Following negotiations with the local CCG the Trust developed the ‘Diabetes Outreach Team’. This team delivers seven-day, proactive ward rounds specifically targeting high risk patients and delivering a comprehensive set of interventions, which includes patient education, direct clinical input, identification and referral to psychology, smoking cessation and structured education programmes. A focus on supporting the emergency department has meant that readmission is avoided as much as possible and diabetic emergencies are dealt with by specialists.
The East and North Hertfordshire NHS Trust caters for a population of 500,000 with just 800 beds, 18% of them occupied by diabetes patients at any one time. The trust is also a dialysis centre and a vascular unit, so sees a high degree of diabetes-related complications.
Data from the annual NaDIA results and local audits showed these patients receiving suboptimal care: 27% had intravenous insulin in situ for an innappropriate length of time, and patients felt that only 74.6% of staff knew enough about diabetes to care for them. Just 33% were seen by the diabetes specialist team, and the diabetes inpatient service was only delivered over a five day period.

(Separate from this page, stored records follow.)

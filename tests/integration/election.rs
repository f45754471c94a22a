//! Master election driven by roster changes

use std::sync::Arc;

use fleetwatch::config::{AlertsConfig, HostSeed, InitialData};
use fleetwatch::storage::{NewHost, Repositories, memory::MemoryBackend};

use crate::helpers::*;

fn host(name: &str, priority: i32) -> NewHost {
    NewHost {
        hostname: name.to_string(),
        ip_address: "10.1.0.1".to_string(),
        agent_port: 51243,
        priority,
    }
}

async fn masters(repos: &Repositories) -> Vec<String> {
    repos
        .hosts
        .get_all()
        .await
        .unwrap()
        .into_iter()
        .filter(|h| h.is_master)
        .map(|h| h.hostname)
        .collect()
}

async fn master_handover(repos: Repositories) {
    let h = harness_with(repos, &AlertsConfig::default());

    h.roster.create_host(host("A", 10)).await.unwrap();
    assert_eq!(masters(&h.repos).await, vec!["A"]);

    let b = h.roster.create_host(host("B", 20)).await.unwrap();
    assert_eq!(masters(&h.repos).await, vec!["B"]);

    h.roster.delete_host(b.id).await.unwrap();
    assert_eq!(masters(&h.repos).await, vec!["A"]);
}

#[tokio::test]
async fn test_master_handover_in_memory() {
    master_handover(Repositories::from_backend(Arc::new(MemoryBackend::new()))).await;
}

#[cfg(feature = "storage-sqlite")]
#[tokio::test]
async fn test_master_handover_sqlite() {
    use fleetwatch::storage::sqlite::SqliteBackend;

    let dir = tempfile::tempdir().unwrap();
    let backend = SqliteBackend::new(dir.path().join("roster.db")).await.unwrap();
    master_handover(Repositories::from_backend(Arc::new(backend))).await;
}

#[cfg(feature = "storage-sqlite")]
#[tokio::test]
async fn test_concurrent_elections_leave_one_master() {
    use fleetwatch::storage::sqlite::SqliteBackend;

    let dir = tempfile::tempdir().unwrap();
    let backend = SqliteBackend::new(dir.path().join("race.db")).await.unwrap();
    let h = harness_with(
        Repositories::from_backend(Arc::new(backend)),
        &AlertsConfig::default(),
    );

    let mut tasks = tokio::task::JoinSet::new();
    for i in 0..8 {
        let roster = h.roster.clone();
        tasks.spawn(async move { roster.create_host(host(&format!("h{i}"), i % 3)).await });
    }
    while let Some(result) = tasks.join_next().await {
        result.unwrap().unwrap();
    }

    let mut elections = tokio::task::JoinSet::new();
    for _ in 0..8 {
        let roster = h.roster.clone();
        elections.spawn(async move { roster.elector().elect_master().await });
    }
    while let Some(result) = elections.join_next().await {
        result.unwrap().unwrap();
    }

    let masters = masters(&h.repos).await;
    assert_eq!(masters.len(), 1);

    // priority 2 hosts are h2 and h5; h2 was not necessarily created first
    assert!(masters[0] == "h2" || masters[0] == "h5");
}

#[tokio::test]
async fn test_seeded_roster_elects_highest_priority() {
    let h = memory_harness(&AlertsConfig::default());
    let seed = |name: &str, priority: i32| HostSeed {
        hostname: name.to_string(),
        ip_address: "10.1.0.2".to_string(),
        agent_port: 51243,
        priority,
        processes: vec![],
        containers: vec![],
        alerts: vec![],
    };

    let created = h
        .roster
        .seed_initial_data(&InitialData {
            hosts: vec![seed("edge", 1), seed("core", 7), seed("backup", 3)],
        })
        .await
        .unwrap();

    assert_eq!(created, 3);
    assert_eq!(masters(&h.repos).await, vec!["core"]);
}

Quarterly targets were negotiated with the CCG as part of a CQUIN programme, alongside in-house improvement projects. A business case was made for expanding the inpatient team to form a Diabetes Outreach Team’ (DOT), increasing diabetes-specific ward rounds from five to seven days per week.

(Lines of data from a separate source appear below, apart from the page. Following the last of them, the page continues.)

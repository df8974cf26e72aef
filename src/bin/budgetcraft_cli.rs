use budgetcraft::commands::run_cli;

fn main() {
    if let Err(err) = run_cli(std::env::args().skip(1)) {
        eprintln!("Error: {err}");
        std::process::exit(1);
    }
}
//! Income and budget-category allocation rules.

use budgetcraft_domain::{
    finite_or_zero, percentage_of, round_currency, AmountInput, BudgetCategory, BudgetState,
    CategoryKind,
};
use tracing::info;

use crate::{
    reconcile::{cascade_rename, reconcile_expenses, ReconcileReport},
    validation, CoreError, CoreResult,
};

/// Float slack allowed when comparing allocation totals against income.
const ALLOCATION_TOLERANCE: f64 = 1e-9;

/// Partial edit applied by [`BudgetService::update_category`].
#[derive(Debug, Clone, Default, PartialEq)]
pub struct CategoryUpdate {
    pub name: Option<String>,
    pub color: Option<String>,
    /// Raw amount text; switches the category to amount mode.
    pub amount: Option<String>,
    /// Switches the category to percentage mode.
    pub percentage: Option<f64>,
}

impl CategoryUpdate {
    pub fn name(mut self, name: impl Into<String>) -> Self {
        self.name = Some(name.into());
        self
    }

    pub fn color(mut self, color: impl Into<String>) -> Self {
        self.color = Some(color.into());
        self
    }

    pub fn amount(mut self, raw: impl Into<String>) -> Self {
        self.amount = Some(raw.into());
        self
    }

    pub fn percentage(mut self, percentage: f64) -> Self {
        self.percentage = Some(percentage);
        self
    }

    pub fn is_empty(&self) -> bool {
        self.name.is_none() && self.color.is_none() && self.amount.is_none() && self.percentage.is_none()
    }
}

/// Result of a successful allocation change.
#[derive(Debug, Clone, PartialEq)]
pub struct AllocationConfirmation {
    pub category: BudgetCategory,
    pub total_allocated: f64,
    pub percent_of_income: f64,
    /// Expenses repaired by the reconciliation pass a rename triggered.
    pub reconcile: ReconcileReport,
}

impl AllocationConfirmation {
    fn new(state: &BudgetState, category: BudgetCategory, reconcile: ReconcileReport) -> Self {
        let total_allocated = state.total_allocated();
        Self {
            category,
            total_allocated: round_currency(total_allocated),
            percent_of_income: round_currency(percentage_of(total_allocated, state.income)),
            reconcile,
        }
    }

    /// Human-readable confirmation, e.g. for a toast.
    pub fn message(&self) -> String {
        format!(
            "Saved `{}`. Total allocated: ${:.2} ({:.1}% of income)",
            self.category.name, self.total_allocated, self.percent_of_income
        )
    }
}

/// Owns the rules for income and the budget-category list.
pub struct BudgetService;

impl BudgetService {
    /// Sets income without rescaling any category allocation.
    pub fn set_income(state: &mut BudgetState, value: f64) -> CoreResult<()> {
        if !value.is_finite() {
            return Err(CoreError::Validation("Income must be a number".into()));
        }
        if value < 0.0 {
            return Err(CoreError::Validation("Income cannot be negative".into()));
        }
        state.income = value;
        info!(income = value, "income updated");
        Ok(())
    }

    /// Parses income typed into a form field.
    pub fn set_income_input(state: &mut BudgetState, raw: &str) -> CoreResult<f64> {
        let value = raw
            .trim()
            .parse::<f64>()
            .map_err(|_| CoreError::Validation(format!("Income `{}` is not a number", raw.trim())))?;
        Self::set_income(state, value)?;
        Ok(value)
    }

    /// Appends an amount-based category. Blank or `"."` input allocates zero.
    pub fn add_category(
        state: &mut BudgetState,
        name: &str,
        color: &str,
        raw_amount: &str,
    ) -> CoreResult<AllocationConfirmation> {
        let name = Self::validate_new_name(state, name)?;
        let color = validation::color(color)?;
        let amount = parse_amount(raw_amount)?;
        let category = BudgetCategory::with_amount(name, color, amount, state.income);
        Self::append(state, category)
    }

    /// Appends a percentage-based category.
    pub fn add_category_by_percentage(
        state: &mut BudgetState,
        name: &str,
        color: &str,
        percentage: f64,
    ) -> CoreResult<AllocationConfirmation> {
        let name = Self::validate_new_name(state, name)?;
        let color = validation::color(color)?;
        validate_percentage(percentage)?;
        let category = BudgetCategory::with_percentage(name, color, percentage);
        Self::append(state, category)
    }

    /// Applies a partial edit to the category at `index`.
    ///
    /// A name change renames the budget color entry and rewrites every
    /// expense that referenced the old name before the reconciliation pass
    /// runs. The allocation limit is only enforced when the allocation
    /// itself changes, so recoloring an over-allocated budget still works.
    pub fn update_category(
        state: &mut BudgetState,
        index: usize,
        update: CategoryUpdate,
    ) -> CoreResult<AllocationConfirmation> {
        let current = state
            .budget_categories
            .get(index)
            .cloned()
            .ok_or_else(|| CoreError::CategoryNotFound(format!("budget category #{index}")))?;
        let mut updated = current.clone();

        if let Some(name) = update.name.as_deref() {
            let name = validation::category_name(name)?;
            validation::unique_name(
                CategoryKind::Budget,
                state.budget_categories.iter().map(|cat| cat.name.as_str()),
                Some(index),
                &name,
            )?;
            updated.name = name;
        }
        if let Some(color) = update.color.as_deref() {
            updated.color = validation::color(color)?;
        }

        let allocation_changed = match (update.amount.as_deref(), update.percentage) {
            (Some(_), Some(_)) => {
                return Err(CoreError::Validation(
                    "Provide either an amount or a percentage, not both".into(),
                ))
            }
            (Some(raw), None) => {
                updated.set_amount(parse_amount(raw)?, state.income);
                true
            }
            (None, Some(percentage)) => {
                validate_percentage(percentage)?;
                updated.set_percentage(percentage);
                true
            }
            (None, None) => false,
        };

        if allocation_changed {
            let income = state.income;
            let others = state.total_allocated() - current.allocated_amount(income);
            let requested = updated.allocated_amount(income);
            ensure_within_income(others, requested, income)?;
        }

        let old_name = current.name;
        let renamed = old_name != updated.name;
        state.budget_categories[index] = updated.clone();
        if renamed {
            state.colors.rename(CategoryKind::Budget, &old_name, &updated.name);
        }
        state
            .colors
            .set(CategoryKind::Budget, updated.name.clone(), updated.color.clone());

        let reconcile = if renamed {
            cascade_rename(state, CategoryKind::Budget, &old_name, &updated.name);
            reconcile_expenses(state, CategoryKind::Budget)
        } else {
            ReconcileReport::default()
        };
        info!(category = %updated.name, renamed, allocation_changed, "budget category updated");
        Ok(AllocationConfirmation::new(state, updated, reconcile))
    }

    /// Renames the category called `old_name`; see [`BudgetService::update_category`].
    pub fn rename_category(
        state: &mut BudgetState,
        old_name: &str,
        new_name: &str,
    ) -> CoreResult<AllocationConfirmation> {
        let index = Self::index_of(state, old_name)?;
        Self::update_category(state, index, CategoryUpdate::default().name(new_name))
    }

    pub fn recolor_category(state: &mut BudgetState, name: &str, color: &str) -> CoreResult<()> {
        let index = Self::index_of(state, name)?;
        Self::update_category(state, index, CategoryUpdate::default().color(color))?;
        Ok(())
    }

    /// Removes the category and its color. Expenses that referenced it are
    /// reassigned by the reconciliation pass, never deleted.
    pub fn delete_category(state: &mut BudgetState, name: &str) -> CoreResult<ReconcileReport> {
        let index = Self::index_of(state, name)?;
        let removed = state.budget_categories.remove(index);
        state.colors.remove(CategoryKind::Budget, &removed.name);
        let report = reconcile_expenses(state, CategoryKind::Budget);
        info!(
            category = %removed.name,
            reassigned = report.reassigned.len(),
            "budget category deleted"
        );
        Ok(report)
    }

    pub fn total_allocated(state: &BudgetState) -> f64 {
        state.total_allocated()
    }

    /// `income - total_allocated`; negative when over-allocated.
    pub fn remaining_allocatable(state: &BudgetState) -> f64 {
        finite_or_zero(state.income - state.total_allocated())
    }

    pub fn is_over_allocated(state: &BudgetState) -> bool {
        state.total_allocated() > state.income + ALLOCATION_TOLERANCE
    }

    pub fn list(state: &BudgetState) -> &[BudgetCategory] {
        &state.budget_categories
    }

    fn append(state: &mut BudgetState, category: BudgetCategory) -> CoreResult<AllocationConfirmation> {
        let requested = category.allocated_amount(state.income);
        ensure_within_income(state.total_allocated(), requested, state.income)?;
        state
            .colors
            .set(CategoryKind::Budget, category.name.clone(), category.color.clone());
        state.budget_categories.push(category.clone());
        info!(category = %category.name, amount = requested, "budget category added");
        Ok(AllocationConfirmation::new(
            state,
            category,
            ReconcileReport::default(),
        ))
    }

    fn validate_new_name(state: &BudgetState, name: &str) -> CoreResult<String> {
        let name = validation::category_name(name)?;
        validation::unique_name(
            CategoryKind::Budget,
            state.budget_categories.iter().map(|cat| cat.name.as_str()),
            None,
            &name,
        )?;
        Ok(name)
    }

    fn index_of(state: &BudgetState, name: &str) -> CoreResult<usize> {
        state
            .budget_category_index(name)
            .ok_or_else(|| CoreError::CategoryNotFound(name.to_string()))
    }
}

fn parse_amount(raw: &str) -> CoreResult<AmountInput> {
    AmountInput::parse(raw).map_err(|err| CoreError::Validation(err.to_string()))
}

fn validate_percentage(percentage: f64) -> CoreResult<()> {
    if !percentage.is_finite() || !(0.0..=100.0).contains(&percentage) {
        return Err(CoreError::Validation(format!(
            "Percentage must be between 0 and 100, got {percentage}"
        )));
    }
    Ok(())
}

fn ensure_within_income(existing: f64, requested: f64, income: f64) -> CoreResult<()> {
    let total = existing + requested;
    if total > income + ALLOCATION_TOLERANCE {
        return Err(CoreError::OverAllocation {
            requested,
            total,
            income,
        });
    }
    Ok(())
}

CQUIN targets for the end of year one included increasing patient coverage, reducing the use of inappropriately lengthy IV insulin regimes, and cutting insulin administration errors. Other goals included monitoring length of stay and rolling out a foot assessment tool in the renal unit.
All patients were to be reviewed to ascertain their understanding of their condition and medication, and their need of psychological support. Appropriate referrals were then made.